Um Pouco de História: O patrimônio histórico de Magé

Genesis Torres resgata a memória da cidade que já se chamou Magepe e era passagem do caminho do ouro das Minas Gerais

Por O Dia

Rio - A história de Magé começa em 1.565 quando sesmeiro Simão da Motta doa uma fração de suas terras em um outeiro às margens da Baía de Guanabara para construção de uma capela em louvor a Nossa Senhora da Piedade de Magepe. No ano seguinte, Cristóvão de Barros recebe uma grande sesmaria e ergue o primeiro engenho de cana a funcionar na Baixada. Deste longínquo tempo nada restou. Durante o século 17, não temos informações sobre bens edificados nos territórios mageenses. No entanto, foi no século 18, com a descida do ouro das Minas Gerais pelo Caminho de Inhomirim, que o território de Magé recebe uma grande quantidade de construções religiosas e infraestrutura portuária no Rio Estrela.

Diante do progresso foi transformada em vila, em 9 de junho de 1789. No dia 12 de junho foi instalada a Câmara. No mesmo ato simplificou o nome de Magepe para Magé. Em 2 de outubro de 1857 pela Lei Provincial 965 a Vila de Magé recebe o título de Cidade de Magé.

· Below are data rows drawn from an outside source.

use glam::Vec2;
use sf_core::{EntityId, EntityPool, Side, TileMap};

use crate::minion::Minion;

/// Which minions a spatial query should return.
#[derive(Debug, Clone, Copy, PartialEq, Eq, Hash)]
pub enum SideFilter {
    /// Attackers only.
    AttackerOnly,
    /// Defenders only.
    DefenderOnly,
    /// Minions of either side.
    Both,
}

impl SideFilter {
    /// Return `true` if a minion of `side` passes the filter.
    pub fn accepts(self, side: Side) -> bool {
        match self {
            Self::AttackerOnly => side == Side::Attacker,
            Self::DefenderOnly => side == Side::Defender,
            Self::Both => true,
        }
    }
}

impl From<Side> for SideFilter {
    fn from(side: Side) -> Self {
        match side {
            Side::Attacker => Self::AttackerOnly,
            Side::Defender => Self::DefenderOnly,
        }
    }
}

/// Uniform grid of minion ids, one bucket per map tile.
///
/// The index is rebuilt from the minion pool once per frame. Positions
/// outside the map are clamped into the nearest border bucket, so every live
/// minion is indexed somewhere and radius queries stay exact for minions
/// that have not moved since the rebuild.
#[derive(Debug, Clone, Default)]
pub struct SpatialIndex {
    columns: usize,
    rows: usize,
    cell_size: f32,
    cells: Vec<Vec<EntityId>>,
}

impl SpatialIndex {
    /// Create an empty index of `columns` by `rows` buckets.
    pub fn new(columns: usize, rows: usize, cell_size: f32) -> Self {
        let cell_size = if cell_size.is_finite() && cell_size > 0.0 {
            cell_size
        } else {
            1.0
        };
        Self {
            columns,
            rows,
            cell_size,
            cells: vec![Vec::new(); columns * rows],
        }
    }

    /// An index with one bucket per tile of `tiles`.
    pub fn for_map(tiles: &TileMap) -> Self {
        Self::new(tiles.width(), tiles.height(), tiles.tile_size())
    }

    /// Buckets per row.
    pub fn columns(&self) -> usize {
        self.columns
    }

    /// Bucket rows.
    pub fn rows(&self) -> usize {
        self.rows
    }

    /// Bucket edge length in world pixels.
    pub fn cell_size(&self) -> f32 {
        self.cell_size
    }

    /// The bucket `position` falls into, clamped to the grid.
    ///
    /// `None` only for an index with no buckets.
    pub fn cell_of(&self, position: Vec2) -> Option<(usize, usize)> {
        if self.cells.is_empty() {
            return None;
        }
        Some((
            clamp_axis(position.x / self.cell_size, self.columns),
            clamp_axis(position.y / self.cell_size, self.rows),
        ))
    }

    /// Ids bucketed in cell `(x, y)` at the last rebuild.
    pub fn occupants(&self, x: usize, y: usize) -> &[EntityId] {
        if x >= self.columns || y >= self.rows {
            return &[];
        }
        &self.cells[y * self.columns + x]
    }

    /// Re-bucket every live minion by its current position.
    pub fn rebuild(&mut self, minions: &EntityPool<Minion>) {
        for cell in &mut self.cells {
            cell.clear();
        }
        for (id, minion) in minions.iter() {
            if let Some((x, y)) = self.cell_of(minion.body.position) {
                self.cells[y * self.columns + x].push(id);
            }
        }
    }

    /// Live minions passing `filter` within `radius` of `center`.
    ///
    /// Distance is measured from each minion's current position; the bound
    /// is inclusive. Results come in bucket order, row by row.
    pub fn query(
        &self,
        minions: &EntityPool<Minion>,
        center: Vec2,
        radius: f32,
        filter: SideFilter,
    ) -> Vec<EntityId> {
        let mut found = Vec::new();
        self.visit(minions, center, radius, filter, |id| {
            found.push(id);
            true
        });
        found
    }

    /// Return `true` if at least one minion matches.
    pub fn any_within(
        &self,
        minions: &EntityPool<Minion>,
        center: Vec2,
        radius: f32,
        filter: SideFilter,
    ) -> bool {
        let mut hit = false;
        self.visit(minions, center, radius, filter, |_| {
            hit = true;
            false
        });
        hit
    }

    /// Calls `visit` for each match until it returns `false`.
    fn visit(
        &self,
        minions: &EntityPool<Minion>,
        center: Vec2,
        radius: f32,
        filter: SideFilter,
        mut visit: impl FnMut(EntityId) -> bool,
    ) {
        let radius = radius.max(0.0);
        let reach = radius * radius;
        let (Some((x0, y0)), Some((x1, y1))) = (
            self.cell_of(center - Vec2::splat(radius)),
            self.cell_of(center + Vec2::splat(radius)),
        ) else {
            return;
        };

        for y in y0..=y1 {
            for x in x0..=x1 {
                for &id in &self.cells[y * self.columns + x] {
                    let Ok(minion) = minions.get(id) else {
                        continue;
                    };
                    if filter.accepts(minion.side)
                        && minion.body.position.distance_squared(center) <= reach
                        && !visit(id)
                    {
                        return;
                    }
                }
            }
        }
    }
}

fn clamp_axis(scaled: f32, count: usize) -> usize {
    let cell = scaled.floor();
    if cell.is_nan() || cell <= 0.0 {
        0
    } else {
        (cell as usize).min(count.saturating_sub(1))
    }
}
use crate::entity::{EntityId, EntityKind};

/// Alias for `Result<T, CoreError>`.
pub type CoreResult<T> = Result<T, CoreError>;

/// Errors raised by pools and the map decoder.
#[derive(Debug, Clone, PartialEq, Eq, thiserror::Error)]
pub enum CoreError {
    /// Every slot of the pool is occupied.
    #[error("{kind} pool exhausted ({capacity} slots)")]
    PoolExhausted {
        /// The kind whose pool is full.
        kind: EntityKind,
        /// The fixed capacity of that pool.
        capacity: usize,
    },

    /// The id refers to a slot that was freed (and possibly reused) since the id was issued.
    #[error("stale reference: {0}")]
    StaleReference(EntityId),

    /// The id belongs to a different pool.
    #[error("kind mismatch: expected {expected}, found {found}")]
    KindMismatch {
        /// The kind of the pool that was asked.
        expected: EntityKind,
        /// The kind carried by the id.
        found: EntityKind,
    },

    /// The pixel grid does not describe a usable map.
    #[error("invalid map: {0}")]
    InvalidMap(String),
}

A casa das três portas ficava na extinta Vila da EstrelaDivulgação

No século 18 são construídas as Igrejas de N. S. da Guia de Pacobaiba, N. S. dos Remédios, São Francisco do Croará, em Mauá. São Nicolau do Suruí em Suruí. N. S. da Piedade de Magé, N.S. da Ajuda de Guapimirim em Magé, sobreviveram preservadas pela comunidade religiosa local. Todas possuem Processos de Tombamento pelo INEPAC. A Igreja de N.S. da Piedade de Inhomirim (local de batismo do Duque de Caxias) está em ruínas e não há processo de tombamento.

Quanto às construções civis e religiosas da Vila da Estrela, hoje distrito de Magé, destacamos a Casa das Três Portas, o Cais do Porto e a Igreja de N.S. da Estrela. Há um processo de tombamento provisório de 3 maio de 2005. Do caminho de Inhomirim desde a serra até o porto restaram alguns trechos, sem conservação.

A Estação da Guia de Pacobaíba de 1854 (marco inicial da ferrovia no Brasil) é uma vergonha, faz tempo que a comunidade local e a Associação de Preservação Ferroviária buscam soluções sem sucesso.
A fazenda da Cordoaria, em Fragoso, transformada em propriedade do Exército desde o século 19, está em ruínas e não há tombamento. A Fazenda Mandioca em Inhomirim pertenceu ao Barão de Langsdorf, não há tombamento e restaram apenas as fundações.

O Porto da Piedade foi descaracterizado com todo o seu conjunto de casario em volta. Magé possui ainda hoje o maior acervo edificado e com processos de tombamento, porém, os governos da municipalidade não têm política de preservação e não valorizam o patrimônio, perdendo a oportunidade gerada pelo turismo.